*** INFORMATION SUPPLIED Section Begins ***

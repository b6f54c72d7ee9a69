/// Receiver of incremental progress from long-running run phases.
pub trait ProgressSink {
    /// A new phase starts with `total` work items.
    fn phase(&mut self, name: &str, total: usize);

    /// `done` items of the current phase are complete.
    fn advance(&mut self, done: usize);
}

/// Discards all progress.
#[derive(Debug, Default)]
pub struct NullProgress;

impl ProgressSink for NullProgress {
    fn phase(&mut self, _name: &str, _total: usize) {}

    fn advance(&mut self, _done: usize) {}
}

/// Emits progress as `tracing` events, one per `every` items.
#[derive(Debug)]
pub struct TracingProgress {
    phase: String,
    total: usize,
    every: usize,
}

impl TracingProgress {
    pub fn new(every: usize) -> Self {
        Self {
            phase: String::new(),
            total: 0,
            every: every.max(1),
        }
    }
}

impl Default for TracingProgress {
    fn default() -> Self {
        Self::new(100)
    }
}

impl ProgressSink for TracingProgress {
    fn phase(&mut self, name: &str, total: usize) {
        self.phase = name.to_string();
        self.total = total;
        tracing::info!(phase = name, total, "phase started");
    }

    fn advance(&mut self, done: usize) {
        if done % self.every == 0 || done == self.total {
            tracing::debug!(phase = %self.phase, done, total = self.total, "progress");
        }
    }
}
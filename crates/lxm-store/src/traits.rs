use lxm_types::{Guid, RecordId};

use crate::error::{StoreError, StoreResult};
use crate::record::{Record, RecordKind, RecordVariant};
use crate::schema::{CustomFieldDef, CustomValue, FieldId};
use crate::writing_system::WritingSystemRegistry;

/// Lexical repository consumed by the merge engine.
///
/// Implementations must satisfy these invariants:
/// - Guids are unique across all records; `create` rejects a duplicate.
/// - `delete` cascades to owned children and removes every mention of the
///   deleted handles from other records.
/// - Deleting a record that no longer exists is not an error.
pub trait Repository {
    /// Identity-by-handle lookup.
    fn get(&self, id: RecordId) -> Option<&Record>;

    fn get_mut(&mut self, id: RecordId) -> Option<&mut Record>;

    /// Identity-by-guid lookup.
    fn find_by_guid(&self, guid: &Guid) -> Option<RecordId>;

    /// Create a record and return its handle.
    fn create(&mut self, record: Record) -> StoreResult<RecordId>;

    /// Delete a record and everything it owns.
    ///
    /// Returns `Ok(false)` if the record did not exist.
    fn delete(&mut self, id: RecordId) -> StoreResult<bool>;

    /// All handles of one kind, in handle order.
    fn ids_of_kind(&self, kind: RecordKind) -> Vec<RecordId>;

    fn writing_systems(&self) -> &WritingSystemRegistry;

    fn writing_systems_mut(&mut self) -> &mut WritingSystemRegistry;

    fn custom_fields(&self) -> &[CustomFieldDef];

    /// Register a custom field. The `id` of `def` is ignored and assigned.
    fn add_custom_field(&mut self, def: CustomFieldDef) -> FieldId;

    fn custom_value(&self, record: RecordId, field: FieldId) -> Option<&CustomValue>;

    /// Set or clear (`None`) one custom value.
    fn set_custom_value(
        &mut self,
        record: RecordId,
        field: FieldId,
        value: Option<CustomValue>,
    ) -> StoreResult<()>;

    fn exists(&self, id: RecordId) -> bool {
        self.get(id).is_some()
    }

    /// Number of records of one kind.
    fn count(&self, kind: RecordKind) -> usize {
        self.ids_of_kind(kind).len()
    }
}

/// Typed helpers over any [`Repository`], including trait objects.
pub trait RepositoryExt: Repository {
    /// Borrow a record as a specific variant.
    fn typed<T: RecordVariant>(&self, id: RecordId) -> StoreResult<&T> {
        let record = self.get(id).ok_or(StoreError::NotFound(id))?;
        T::from_record(record).ok_or(StoreError::WrongKind {
            id,
            expected: T::KIND,
            actual: record.kind(),
        })
    }

    /// Mutably borrow a record as a specific variant.
    fn typed_mut<T: RecordVariant>(&mut self, id: RecordId) -> StoreResult<&mut T> {
        let record = self.get_mut(id).ok_or(StoreError::NotFound(id))?;
        let actual = record.kind();
        T::from_record_mut(record).ok_or(StoreError::WrongKind {
            id,
            expected: T::KIND,
            actual,
        })
    }

    /// Create a typed record.
    fn insert<T: RecordVariant>(&mut self, value: T) -> StoreResult<RecordId> {
        self.create(value.into_record())
    }

    /// All records of one variant with their handles.
    fn all<T: RecordVariant + Clone>(&self) -> Vec<(RecordId, T)> {
        self.ids_of_kind(T::KIND)
            .into_iter()
            .filter_map(|id| {
                let record = self.get(id)?;
                T::from_record(record).map(|r| (id, r.clone()))
            })
            .collect()
    }

    /// Find a custom field by owner kind and name.
    fn custom_field(&self, owner: RecordKind, name: &str) -> Option<&CustomFieldDef> {
        self.custom_fields()
            .iter()
            .find(|f| f.owner == owner && f.name == name)
    }
}

impl<R: Repository + ?Sized> RepositoryExt for R {}
//! Foundation types for LexiMerge.
//!
//! This crate provides the identity, temporal, and text types shared by every
//! other LexiMerge crate, together with the run-wide merge policy selector and
//! the run summary that collects every non-fatal problem found during an
//! import.
//!
//! # Key Types
//!
//! - [`Guid`]: stable unique identity of a lexical record
//! - [`RecordId`]: repository handle of a record
//! - [`Timestamp`]: creation/modification time with second-level comparison
//! - [`MultiText`]: text keyed by writing system
//! - [`MergeStyle`]: the four merge policies
//! - [`RunSummary`]: per-category lists of conflicts and invalid data

pub mod error;
pub mod identity;
pub mod multitext;
pub mod progress;
pub mod report;
pub mod style;
pub mod temporal;

pub use error::TypeError;
pub use identity::{Guid, RecordId};
pub use multitext::{normalize, texts_conflict, MultiText};
pub use progress::{NullProgress, ProgressSink, TracingProgress};
pub use report::{
    CombinedCollection, ConflictKind, ConflictRecord, IncompatibleField, InvalidData,
    InvalidRelation, NewVocabularyItem, RunCounts, RunSummary,
};
pub use style::MergeStyle;
pub use temporal::Timestamp;
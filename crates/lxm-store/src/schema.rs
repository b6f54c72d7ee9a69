//! Custom field schema.
//!
//! Custom fields extend a record kind with a named slot of a declared type.
//! Values live beside the records, keyed by `(record, field)`.

use std::fmt;

use serde::{Deserialize, Serialize};

use lxm_types::{MultiText, RecordId};

use crate::record::RecordKind;

/// Handle of a custom field definition.
#[derive(Clone, Copy, Debug, PartialEq, Eq, Hash, PartialOrd, Ord, Serialize, Deserialize)]
#[serde(transparent)]
pub struct FieldId(pub u32);

/// Value type of a custom field.
#[derive(Clone, Copy, Debug, PartialEq, Eq, Hash, Serialize, Deserialize)]
#[serde(rename_all = "kebab-case")]
pub enum FieldType {
    /// Single-writing-system text.
    String,
    /// Text with one alternative per writing system.
    MultiString,
    Integer,
    /// Generic (possibly fuzzy) date kept in its document form.
    GenDate,
    Binary,
    Image,
    /// Reference to one vocabulary item.
    ReferenceAtom,
    /// Unordered references to vocabulary items.
    ReferenceCollection,
    /// Ordered references to vocabulary items.
    ReferenceSequence,
}

impl FieldType {
    /// Parse the `Type=` value of a field descriptor.
    pub fn parse(s: &str) -> Option<Self> {
        match s.trim() {
            "String" | "Unicode" => Some(FieldType::String),
            "MultiString" | "MultiUnicode" => Some(FieldType::MultiString),
            "Integer" => Some(FieldType::Integer),
            "GenDate" => Some(FieldType::GenDate),
            "Binary" => Some(FieldType::Binary),
            "Image" => Some(FieldType::Image),
            "ReferenceAtom" | "ReferenceAtomic" => Some(FieldType::ReferenceAtom),
            "ReferenceCollection" => Some(FieldType::ReferenceCollection),
            "ReferenceSequence" => Some(FieldType::ReferenceSequence),
            _ => None,
        }
    }

    pub fn is_reference(&self) -> bool {
        matches!(
            self,
            FieldType::ReferenceAtom | FieldType::ReferenceCollection | FieldType::ReferenceSequence
        )
    }

    pub fn as_str(&self) -> &'static str {
        match self {
            FieldType::String => "String",
            FieldType::MultiString => "MultiString",
            FieldType::Integer => "Integer",
            FieldType::GenDate => "GenDate",
            FieldType::Binary => "Binary",
            FieldType::Image => "Image",
            FieldType::ReferenceAtom => "ReferenceAtom",
            FieldType::ReferenceCollection => "ReferenceCollection",
            FieldType::ReferenceSequence => "ReferenceSequence",
        }
    }
}

impl fmt::Display for FieldType {
    fn fmt(&self, f: &mut fmt::Formatter<'_>) -> fmt::Result {
        f.write_str(self.as_str())
    }
}

/// A custom field of one record kind.
#[derive(Clone, Debug, PartialEq, Eq, Serialize, Deserialize)]
pub struct CustomFieldDef {
    pub id: FieldId,
    pub name: String,
    pub owner: RecordKind,
    pub field_type: FieldType,
    /// Writing-system selector (`kwsVern`, `kwsAnal`, a tag, ...).
    pub ws_selector: Option<String>,
    /// Target vocabulary of reference-valued fields.
    pub vocabulary: Option<String>,
}

/// The value of one custom field on one record.
#[derive(Clone, Debug, PartialEq, Eq, Serialize, Deserialize)]
#[serde(tag = "type", content = "value", rename_all = "kebab-case")]
pub enum CustomValue {
    Text(String),
    MultiText(MultiText),
    Integer(i64),
    GenDate(String),
    Binary(Vec<u8>),
    Reference(RecordId),
    References(Vec<RecordId>),
}

impl CustomValue {
    pub fn is_empty(&self) -> bool {
        match self {
            CustomValue::Text(s) | CustomValue::GenDate(s) => s.is_empty(),
            CustomValue::MultiText(t) => t.is_empty(),
            CustomValue::Integer(i) => *i == 0,
            CustomValue::Binary(b) => b.is_empty(),
            CustomValue::Reference(_) => false,
            CustomValue::References(r) => r.is_empty(),
        }
    }
}

#[cfg(test)]
mod tests {
    use super::*;

    #[test]
    fn parses_descriptor_type_names() {
        assert_eq!(FieldType::parse("MultiUnicode"), Some(FieldType::MultiString));
        assert_eq!(FieldType::parse("ReferenceAtomic"), Some(FieldType::ReferenceAtom));
        assert_eq!(FieldType::parse("OwningAtom"), None);
    }

    #[test]
    fn empty_values() {
        assert!(CustomValue::Text(String::new()).is_empty());
        assert!(CustomValue::References(vec![]).is_empty());
        assert!(!CustomValue::Reference(RecordId(1)).is_empty());
    }
}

*** INFORMATION SUPPLIED Section Ends ***

Take the stretch of lines above from the one containing "fn custom_fields(&self) ->" through the one containing "one custom value." and repeat it exactly, adding no other line.

    fn custom_fields(&self) -> &[CustomFieldDef];

    /// Register a custom field. The `id` of `def` is ignored and assigned.
    fn add_custom_field(&mut self, def: CustomFieldDef) -> FieldId;

    fn custom_value(&self, record: RecordId, field: FieldId) -> Option<&CustomValue>;

    /// Set or clear (`None`) one custom value.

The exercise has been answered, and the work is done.